**What to produce:** From the entries that follow, copy each line in which "every" appears.

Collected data
........

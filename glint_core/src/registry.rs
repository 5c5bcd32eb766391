// Copyright 2026 the Glint Authors
// SPDX-License-Identifier: Apache-2.0 OR MIT

//! Signals and the handler registration table.
//!
//! Backends translate platform events into [`Signal`] values. The page
//! routes each signal through its [`Registry`]: every [`Registration`]
//! whose sources include the signal's [`SourceKind`] is consulted in
//! registration order, its own [`RateLimiter`] (if any) admits or drops the
//! call, and admitted calls run the registration's [`Handler`]. Order
//! matters for layered effects: the chrome pass runs before the highlight
//! pass on the same scroll signal.

use alloc::string::String;
use alloc::vec::Vec;

use kurbo::{Point, Size};

use crate::config::PageConfig;
use crate::element::ElementId;
use crate::form::Control;
use crate::scroll::ScrollSnapshot;
use crate::throttle::RateLimiter;
use crate::time::{Duration, HostTime};
use crate::visibility::ObservationEntry;

/// Identifies one of the page's visibility watchers.
#[derive(Clone, Copy, Debug, PartialEq, Eq, Hash)]
pub enum WatcherKind {
    /// Scroll-reveal elements.
    Reveal,
    /// Hero statistics counters.
    HeroCounter,
    /// Statistics grid counters.
    GridCounter,
}

impl WatcherKind {
    /// All watchers.
    pub const ALL: [Self; 3] = [Self::Reveal, Self::HeroCounter, Self::GridCounter];
}

/// A click target the page reacts to.
#[derive(Clone, Debug, PartialEq, Eq)]
pub enum Click {
    /// The hamburger control.
    Hamburger,
    /// A link inside the navigation list.
    NavLink,
    /// Anywhere in the document.
    Document {
        /// Whether the click landed inside the navbar.
        inside_navbar: bool,
    },
    /// An in-page anchor.
    Anchor {
        /// The element the `href` fragment names, if it exists.
        target: Option<ElementId>,
    },
    /// The back-to-top control.
    BackToTop,
    /// A gallery item.
    GalleryItem {
        /// The item's overlay caption, if it has one.
        caption: Option<String>,
    },
    /// The lightbox close control.
    LightboxClose,
    /// The lightbox overlay or its content.
    Lightbox {
        /// Whether the overlay itself (not its content) was the target.
        on_backdrop: bool,
    },
}

/// A key the page reacts to.
#[derive(Clone, Copy, Debug, PartialEq, Eq, Hash)]
pub enum Key {
    /// Escape.
    Escape,
    /// Anything else.
    Other,
}

/// An input to the page.
#[derive(Clone, Debug, PartialEq)]
pub enum Signal {
    /// The document finished loading.
    Loaded,
    /// The document scrolled.
    Scroll(ScrollSnapshot),
    /// The pointer moved over the document.
    PointerMove {
        /// Viewport-relative pointer position.
        pointer: Point,
        /// Viewport size.
        viewport: Size,
    },
    /// A visibility primitive delivered entries.
    Visibility {
        /// Which watcher's primitive reported.
        watcher: WatcherKind,
        /// The entries, in delivery order.
        entries: Vec<ObservationEntry>,
    },
    /// A click.
    Click(Click),
    /// A key press.
    Key(Key),
    /// The user edited a form control.
    Input {
        /// The edited control.
        control: Control,
        /// Its new value.
        value: String,
    },
    /// The form was submitted.
    Submit,
    /// The pointer moved over a card.
    CardPointer {
        /// The card.
        card: ElementId,
        /// Viewport-relative pointer position.
        pointer: Point,
    },
    /// The pointer left a card.
    CardLeave {
        /// The card.
        card: ElementId,
    },
}

/// Coarse signal category used for routing.
#[derive(Clone, Copy, Debug, PartialEq, Eq, Hash)]
pub enum SourceKind {
    /// [`Signal::Loaded`].
    Loaded,
    /// [`Signal::Scroll`].
    Scroll,
    /// [`Signal::PointerMove`].
    PointerMove,
    /// [`Signal::Visibility`].
    Visibility,
    /// [`Signal::Click`].
    Click,
    /// [`Signal::Key`].
    Key,
    /// [`Signal::Input`].
    Input,
    /// [`Signal::Submit`].
    Submit,
    /// [`Signal::CardPointer`] and [`Signal::CardLeave`].
    CardPointer,
}

impl Signal {
    /// The routing category.
    #[must_use]
    pub const fn source(&self) -> SourceKind {
        match self {
            Self::Loaded => SourceKind::Loaded,
            Self::Scroll(_) => SourceKind::Scroll,
            Self::PointerMove { .. } => SourceKind::PointerMove,
            Self::Visibility { .. } => SourceKind::Visibility,
            Self::Click(_) => SourceKind::Click,
            Self::Key(_) => SourceKind::Key,
            Self::Input { .. } => SourceKind::Input,
            Self::Submit => SourceKind::Submit,
            Self::CardPointer { .. } | Self::CardLeave { .. } => SourceKind::CardPointer,
        }
    }
}

/// A behaviour the page runs in response to signals.
#[derive(Clone, Copy, Debug, PartialEq, Eq, Hash)]
pub enum Handler {
    /// Navbar, back-to-top, and progress bar.
    ScrollChrome,
    /// Active-section link highlight.
    SectionHighlight,
    /// Background shape parallax.
    Parallax,
    /// Reveal and counter watchers.
    Visibility,
    /// Menu, anchors, back-to-top, gallery, and lightbox.
    Interaction,
    /// Form validation and submission.
    Form,
    /// Card tilt.
    CardTilt,
    /// Typewriter start and the loaded trace.
    Startup,
}

/// Whether a registration survives its first run.
#[derive(Clone, Copy, Debug, PartialEq, Eq, Hash)]
pub enum Firing {
    /// Deactivates after the first admitted call.
    Once,
    /// Runs on every admitted call.
    Repeating,
}

/// One row of the registration table.
#[derive(Clone, Copy, Debug)]
pub struct Registration {
    handler: Handler,
    sources: &'static [SourceKind],
    limiter: Option<RateLimiter>,
    firing: Firing,
    active: bool,
}

impl Registration {
    /// A repeating, unthrottled registration.
    #[must_use]
    pub const fn new(handler: Handler, sources: &'static [SourceKind]) -> Self {
        Self {
            handler,
            sources,
            limiter: None,
            firing: Firing::Repeating,
            active: true,
        }
    }

    /// Adds a leading-edge throttle.
    #[must_use]
    pub const fn throttled(mut self, min_interval: Duration) -> Self {
        self.limiter = Some(RateLimiter::new(min_interval));
        self
    }

    /// Makes the registration one-shot.
    #[must_use]
    pub const fn once(mut self) -> Self {
        self.firing = Firing::Once;
        self
    }

    /// The handler.
    #[must_use]
    pub const fn handler(&self) -> Handler {
        self.handler
    }

    /// The throttle, if any.
    #[must_use]
    pub const fn limiter(&self) -> Option<&RateLimiter> {
        self.limiter.as_ref()
    }

    /// One-shot or repeating.
    #[must_use]
    pub const fn firing(&self) -> Firing {
        self.firing
    }

    /// Returns `false` once a one-shot registration has run.
    #[must_use]
    pub const fn is_active(&self) -> bool {
        self.active
    }

    /// Returns whether this registration listens to `source`.
    #[must_use]
    pub fn listens_to(&self, source: SourceKind) -> bool {
        self.sources.contains(&source)
    }

    /// Admits or drops a call at `now`.
    ///
    /// Returns `None` if the registration does not take `source` or is
    /// inactive, `Some(false)` if the throttle dropped the call.
    pub fn admit(&mut self, source: SourceKind, now: HostTime) -> Option<bool> {
        if !self.active || !self.listens_to(source) {
            return None;
        }
        let admitted = self.limiter.as_mut().is_none_or(|l| l.try_acquire(now));
        if admitted && self.firing == Firing::Once {
            self.active = false;
        }
        Some(admitted)
    }
}

/// Registrations in dispatch order.
#[derive(Clone, Debug, Default)]
pub struct Registry {
    entries: Vec<Registration>,
}

impl Registry {
    /// An empty table.
    #[must_use]
    pub const fn new() -> Self {
        Self {
            entries: Vec::new(),
        }
    }

    /// The school page's table.
    #[must_use]
    pub fn standard(config: &PageConfig) -> Self {
        use SourceKind as S;

        let mut r = Self::new();
        r.push(Registration::new(Handler::ScrollChrome, &[S::Scroll]).throttled(config.chrome_throttle));
        r.push(
            Registration::new(Handler::SectionHighlight, &[S::Scroll])
                .throttled(config.highlight_throttle),
        );
        r.push(Registration::new(Handler::Parallax, &[S::PointerMove]).throttled(config.pointer_throttle));
        r.push(Registration::new(Handler::Visibility, &[S::Visibility]));
        r.push(Registration::new(Handler::Interaction, &[S::Click, S::Key]));
        r.push(Registration::new(Handler::Form, &[S::Input, S::Submit]));
        r.push(Registration::new(Handler::CardTilt, &[S::CardPointer]));
        r.push(Registration::new(Handler::Startup, &[S::Loaded]).once());
        r
    }

    /// Appends a registration.
    pub fn push(&mut self, registration: Registration) {
        self.entries.push(registration);
    }

    /// Number of registrations.
    #[must_use]
    pub fn len(&self) -> usize {
        self.entries.len()
    }

    /// Returns `true` when empty.
    #[must_use]
    pub fn is_empty(&self) -> bool {
        self.entries.is_empty()
    }

    /// Registrations in order.
    pub fn iter(&self) -> impl Iterator<Item = &Registration> {
        self.entries.iter()
    }

    /// Admits a call on the registration at `index`; see
    /// [`Registration::admit`].
    pub fn admit(&mut self, index: usize, source: SourceKind, now: HostTime) -> Option<(Handler, bool)> {
        let reg = self.entries.get_mut(index)?;
        reg.admit(source, now).map(|admitted| (reg.handler, admitted))
    }
}

#[cfg(test)]
mod tests {
    use super::*;

    #[test]
    fn standard_table_order() {
        let r = Registry::standard(&PageConfig::standard());
        let handlers: Vec<_> = r.iter().map(Registration::handler).collect();
        assert_eq!(
            handlers,
            [
                Handler::ScrollChrome,
                Handler::SectionHighlight,
                Handler::Parallax,
                Handler::Visibility,
                Handler::Interaction,
                Handler::Form,
                Handler::CardTilt,
                Handler::Startup,
            ]
        );
    }

    #[test]
    fn scroll_registrations_throttle_independently() {
        let mut r = Registry::standard(&PageConfig::standard());
        let t0 = HostTime::from_millis(1_000);
        assert_eq!(r.admit(0, SourceKind::Scroll, t0), Some((Handler::ScrollChrome, true)));
        assert_eq!(r.admit(1, SourceKind::Scroll, t0), Some((Handler::SectionHighlight, true)));

        // 60ms later: chrome (50ms) runs, highlight (100ms) is dropped.
        let t1 = HostTime::from_millis(1_060);
        assert_eq!(r.admit(0, SourceKind::Scroll, t1), Some((Handler::ScrollChrome, true)));
        assert_eq!(r.admit(1, SourceKind::Scroll, t1), Some((Handler::SectionHighlight, false)));
        assert_eq!(r.admit(2, SourceKind::Scroll, t1), None);
    }

    #[test]
    fn once_registration_deactivates() {
        let mut reg = Registration::new(Handler::Startup, &[SourceKind::Loaded]).once();
        assert_eq!(reg.admit(SourceKind::Loaded, HostTime(0)), Some(true));
        assert!(!reg.is_active());
        assert_eq!(reg.admit(SourceKind::Loaded, HostTime(1)), None);
    }

    #[test]
    fn card_leave_routes_with_card_pointer() {
        let leave = Signal::CardLeave {
            card: ElementId::from_index(0),
        };
        assert_eq!(leave.source(), SourceKind::CardPointer);
        assert_eq!(Signal::Key(Key::Escape).source(), SourceKind::Key);
    }
}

........

**Result:**
//! routes each signal through its [`Registry`]: every [`Registration`]
    /// Runs on every admitted call.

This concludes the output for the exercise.